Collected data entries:
_ _ _ _ _ _ _

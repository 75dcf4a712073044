//! Distance and toll analytics over route segment tables.
//!
//! # Overview
//!
//! - [`calculate_distance_matrix`]: symmetric distance matrix, with
//!   cumulative distances propagated along the sorted id chain
//! - [`unroll_distance_matrix`]: flatten a matrix back into
//!   `id_start`/`id_end`/`distance` rows
//! - [`find_ids_within_ten_percentage_threshold`]: ids whose distances sit
//!   near a reference id's mean
//! - [`calculate_toll_rate`]: per-vehicle-class toll columns
//! - [`calculate_time_based_toll_rates`]: apply weekday/weekend time-window
//!   discounts to toll columns
//!
//! Rates, windows and tolerances come from [`TollRates`],
//! [`DiscountSchedule`] and [`ThresholdOptions`].
//!
//! # Preconditions
//!
//! Distance propagation assumes that sorted id order follows the route:
//! consecutive ids are adjacent segments. Ids that do not form such a chain
//! get cumulative values that carry no physical meaning.

mod config;
mod distance;
mod threshold;
mod toll;

pub use config::{DiscountSchedule, DiscountWindow, ThresholdOptions, TollRates, VehicleClass};
pub use distance::{calculate_distance_matrix, unroll_distance_matrix};
pub use threshold::{find_ids_within_ten_percentage_threshold, find_ids_within_threshold_with};
pub use toll::{
    calculate_time_based_toll_rates, calculate_time_based_toll_rates_with, calculate_toll_rate,
    calculate_toll_rate_with,
};

pub use traffic_common::{Key, LabeledMatrix, Result, TableError};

_ _ _ _ _ _ _

Copy out, exactly and alone, the lines of the entries above between the ones holding "sorted id chain" and "Distance propagation assumes", inclusive.

Written response ->
//!   cumulative distances propagated along the sorted id chain
//! - [`unroll_distance_matrix`]: flatten a matrix back into
//!   `id_start`/`id_end`/`distance` rows
//! - [`find_ids_within_ten_percentage_threshold`]: ids whose distances sit
//!   near a reference id's mean
//! - [`calculate_toll_rate`]: per-vehicle-class toll columns
//! - [`calculate_time_based_toll_rates`]: apply weekday/weekend time-window
//!   discounts to toll columns
//!
//! Rates, windows and tolerances come from [`TollRates`],
//! [`DiscountSchedule`] and [`ThresholdOptions`].
//!
//! # Preconditions
//!
//! Distance propagation assumes that sorted id order follows the route:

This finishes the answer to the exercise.